### THE TASK
Wherever a line holds the word "String", copy that line from the data.

**** DATASET ENTRIES ****

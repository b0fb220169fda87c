//! Port for account persistence.

use async_trait::async_trait;

use crate::domain::{User, UserId, Username};

use super::define_port_error;

define_port_error! {
    /// Errors raised by user repository adapters.
    pub enum UserRepositoryError {
        /// Repository connection could not be established.
        Connection { message: String } =>
            "user repository connection failed: {message}",
        /// Query or mutation failed during execution.
        Query { message: String } =>
            "user repository query failed: {message}",
        /// The username is already registered.
        DuplicateUsername { username: String } =>
            "username {username} already exists",
        /// The email address is already registered.
        DuplicateEmail { email: String } =>
            "email {email} already exists",
    }
}

/// A user together with their stored password hash.
#[derive(Debug, Clone, PartialEq, Eq)]
pub struct UserAccount {
    /// Public profile.
    pub user: User,
    /// PHC-formatted password hash.
    pub password_hash: String,
}

/// Port for storing and loading accounts.
#[cfg_attr(test, mockall::automock)]
#[async_trait]
pub trait UserRepository: Send + Sync {
    /// Persist a new account, rejecting duplicate usernames and emails.
    async fn insert(&self, account: &UserAccount) -> Result<(), UserRepositoryError>;

    /// Load a user by id.
    async fn find_by_id(&self, id: &UserId) -> Result<Option<User>, UserRepositoryError>;

    /// Load an account, including its hash, by username.
    async fn find_by_username(
        &self,
        username: &Username,
    ) -> Result<Option<UserAccount>, UserRepositoryError>;
}
//! Shipment domain services.
//!
//! [`ShipmentCommandService`] and [`ShipmentQueryService`] implement the
//! shipment driving ports on top of a [`ShipmentRepository`]. Timestamps and
//! forecasts use the injected clock.

use std::sync::Arc;

use async_trait::async_trait;
use mockable::Clock;
use pagination::PageMeta;
use tracing::{debug, info};

use crate::domain::ports::{
    CreateShipmentRequest, DeleteShipmentRequest, GetShipmentRequest, ListShipmentsRequest,
    ListShipmentsResponse, ShipmentCommand, ShipmentQuery, ShipmentRepository,
    ShipmentRepositoryError, ShipmentView, UpdateShipmentRequest,
};
use crate::domain::{
    DeliveryForecast, Error, Shipment, ShipmentId, ShipmentSelection, ShipmentSummary, UserId,
};

/// Message returned whenever a shipment is absent or owned by someone else.
pub const SHIPMENT_NOT_FOUND: &str = "Shipment not found";
/// Message returned when a tracking number is already taken.
pub const TRACKING_NUMBER_TAKEN: &str = "Tracking number already exists";
/// Message returned for an update that changes nothing.
pub const NO_FIELDS_TO_UPDATE: &str = "No fields to update";

fn map_repository_error(error: ShipmentRepositoryError) -> Error {
    match error {
        ShipmentRepositoryError::Connection { message } => {
            Error::service_unavailable(format!("shipment repository unavailable: {message}"))
        }
        ShipmentRepositoryError::Query { message } => {
            Error::internal(format!("shipment repository error: {message}"))
        }
        ShipmentRepositoryError::DuplicateTrackingNumber { tracking_number } => {
            Error::conflict(TRACKING_NUMBER_TAKEN).with_details(serde_json::json!({
                "field": "trackingNumber",
                "code": "duplicate_tracking_number",
                "value": tracking_number,
            }))
        }
    }
}

fn view(shipment: Shipment, clock: &dyn Clock) -> ShipmentView {
    let forecast = DeliveryForecast::classify(
        shipment.status(),
        shipment.estimated_delivery_date(),
        clock.utc(),
    );
    ShipmentView { shipment, forecast }
}

async fn load_owned<R>(repo: &R, id: &ShipmentId, owner: &UserId) -> Result<Shipment, Error>
where
    R: ShipmentRepository + ?Sized,
{
    repo.find_for_owner(id, owner)
        .await
        .map_err(map_repository_error)?
        .ok_or_else(|| Error::not_found(SHIPMENT_NOT_FOUND))
}

/// Shipment service implementing the command driving port.
#[derive(Clone)]
pub struct ShipmentCommandService<R> {
    shipment_repo: Arc<R>,
    clock: Arc<dyn Clock>,
}

impl<R> ShipmentCommandService<R> {
    /// Create a new command service.
    pub fn new(shipment_repo: Arc<R>, clock: Arc<dyn Clock>) -> Self {
        Self {
            shipment_repo,
            clock,
        }
    }
}

#[async_trait]
impl<R> ShipmentCommand for ShipmentCommandService<R>
where
    R: ShipmentRepository,
{
    async fn create_shipment(&self, request: CreateShipmentRequest) -> Result<ShipmentView, Error> {
        let CreateShipmentRequest { owner, draft } = request;
        let shipment = Shipment::create(ShipmentId::random(), owner, draft, self.clock.utc());

        self.shipment_repo
            .insert(&shipment)
            .await
            .map_err(map_repository_error)?;

        info!(
            shipment_id = %shipment.id(),
            tracking_number = %shipment.tracking_number(),
            "shipment created"
        );
        Ok(view(shipment, self.clock.as_ref()))
    }

    async fn update_shipment(&self, request: UpdateShipmentRequest) -> Result<ShipmentView, Error> {
        let UpdateShipmentRequest {
            owner,
            shipment_id,
            patch,
        } = request;
        if patch.is_empty() {
            return Err(Error::invalid_request(NO_FIELDS_TO_UPDATE));
        }

        let shipment = self
            .shipment_repo
            .update_for_owner(&shipment_id, &owner, &patch, self.clock.utc())
            .await
            .map_err(map_repository_error)?
            .ok_or_else(|| Error::not_found(SHIPMENT_NOT_FOUND))?;

        debug!(shipment_id = %shipment_id, "shipment updated");
        Ok(view(shipment, self.clock.as_ref()))
    }

    async fn delete_shipment(&self, request: DeleteShipmentRequest) -> Result<(), Error> {
        let deleted = self
            .shipment_repo
            .delete_for_owner(&request.shipment_id, &request.owner)
            .await
            .map_err(map_repository_error)?;
        if !deleted {
            return Err(Error::not_found(SHIPMENT_NOT_FOUND));
        }
        info!(shipment_id = %request.shipment_id, "shipment deleted");
        Ok(())
    }
}

/// Shipment service implementing the query driving port.
#[derive(Clone)]
pub struct ShipmentQueryService<R> {
    shipment_repo: Arc<R>,
    clock: Arc<dyn Clock>,
}

impl<R> ShipmentQueryService<R> {
    /// Create a new query service.
    pub fn new(shipment_repo: Arc<R>, clock: Arc<dyn Clock>) -> Self {
        Self {
            shipment_repo,
            clock,
        }
    }
}

#[async_trait]
impl<R> ShipmentQuery for ShipmentQueryService<R>
where
    R: ShipmentRepository,
{
    async fn get_shipment(&self, request: GetShipmentRequest) -> Result<ShipmentView, Error> {
        let shipment =
            load_owned(self.shipment_repo.as_ref(), &request.shipment_id, &request.owner).await?;
        Ok(view(shipment, self.clock.as_ref()))
    }

    async fn list_shipments(
        &self,
        request: ListShipmentsRequest,
    ) -> Result<ListShipmentsResponse, Error> {
        let ListShipmentsRequest {
            owner,
            params,
            page,
        } = request;
        let selection = ShipmentSelection::build(owner, &params);

        let total = self
            .shipment_repo
            .count(&selection.filter)
            .await
            .map_err(map_repository_error)?;
        let shipments = self
            .shipment_repo
            .list(&selection, page)
            .await
            .map_err(map_repository_error)?;

        Ok(ListShipmentsResponse {
            shipments: shipments
                .into_iter()
                .map(|shipment| view(shipment, self.clock.as_ref()))
                .collect(),
            pagination: PageMeta::new(page, total),
        })
    }

    async fn summarize(&self, owner: &UserId) -> Result<ShipmentSummary, Error> {
        let counts = self
            .shipment_repo
            .count_by_status(owner)
            .await
            .map_err(map_repository_error)?;
        Ok(ShipmentSummary::from_counts(counts))
    }
}

#[cfg(test)]
#[path = "shipment_service_tests.rs"]
mod tests;
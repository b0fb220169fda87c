//! Driving port for user-facing account queries.

use async_trait::async_trait;

use crate::domain::{Error, User, UserId};

/// Domain use-case port for reading the caller's own profile.
#[cfg_attr(test, mockall::automock)]
#[async_trait]
pub trait UsersQuery: Send + Sync {
    /// Return the profile of the authenticated user.
    async fn current_user(&self, user_id: &UserId) -> Result<User, Error>;
}
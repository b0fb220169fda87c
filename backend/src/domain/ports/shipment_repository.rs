//! Port for shipment persistence.
//!
//! Every read and mutation is scoped by owner except [`insert`], which must
//! reject a tracking number already used by *any* owner.
//!
//! [`insert`]: ShipmentRepository::insert

use async_trait::async_trait;
use chrono::{DateTime, Utc};
use pagination::PageRequest;

use crate::domain::{
    Shipment, ShipmentFilter, ShipmentId, ShipmentPatch, ShipmentSelection, ShipmentStatus,
    UserId,
};

use super::define_port_error;

define_port_error! {
    /// Errors raised by shipment repository adapters.
    pub enum ShipmentRepositoryError {
        /// Repository connection could not be established.
        Connection { message: String } =>
            "shipment repository connection failed: {message}",
        /// Query or mutation failed during execution.
        Query { message: String } =>
            "shipment repository query failed: {message}",
        /// Another shipment already uses the tracking number.
        DuplicateTrackingNumber { tracking_number: String } =>
            "tracking number {tracking_number} already exists",
    }
}

/// Port for storing and querying shipments.
#[cfg_attr(test, mockall::automock)]
#[async_trait]
pub trait ShipmentRepository: Send + Sync {
    /// Persist a new shipment, enforcing global tracking-number uniqueness.
    async fn insert(&self, shipment: &Shipment) -> Result<(), ShipmentRepositoryError>;

    /// Find a shipment by id, visible only to its owner.
    async fn find_for_owner(
        &self,
        id: &ShipmentId,
        owner: &UserId,
    ) -> Result<Option<Shipment>, ShipmentRepositoryError>;

    /// Return one page of shipments matching `selection`, in its order.
    async fn list(
        &self,
        selection: &ShipmentSelection,
        page: PageRequest,
    ) -> Result<Vec<Shipment>, ShipmentRepositoryError>;

    /// Count shipments matching `filter`.
    async fn count(&self, filter: &ShipmentFilter) -> Result<u64, ShipmentRepositoryError>;

    /// Apply `patch` to the owner's shipment in a single write and stamp
    /// `updated_at`. Fields absent from the patch keep their stored values,
    /// so concurrent patches touching different fields both survive.
    ///
    /// Returns the merged shipment, or `None` when no such shipment exists
    /// for that owner.
    async fn update_for_owner(
        &self,
        id: &ShipmentId,
        owner: &UserId,
        patch: &ShipmentPatch,
        updated_at: DateTime<Utc>,
    ) -> Result<Option<Shipment>, ShipmentRepositoryError>;

    /// Delete a shipment by id for its owner.
    ///
    /// Returns `false` when nothing was deleted.
    async fn delete_for_owner(
        &self,
        id: &ShipmentId,
        owner: &UserId,
    ) -> Result<bool, ShipmentRepositoryError>;

    /// Count an owner's shipments grouped by status. Statuses without
    /// shipments may be omitted.
    async fn count_by_status(
        &self,
        owner: &UserId,
    ) -> Result<Vec<(ShipmentStatus, u64)>, ShipmentRepositoryError>;
}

****

### ANSWER SECTION
        Connection { message: String } =>
        Query { message: String } =>
        DuplicateUsername { username: String } =>
        DuplicateEmail { email: String } =>
    pub password_hash: String,
        Connection { message: String } =>
        Query { message: String } =>
        DuplicateTrackingNumber { tracking_number: String } =>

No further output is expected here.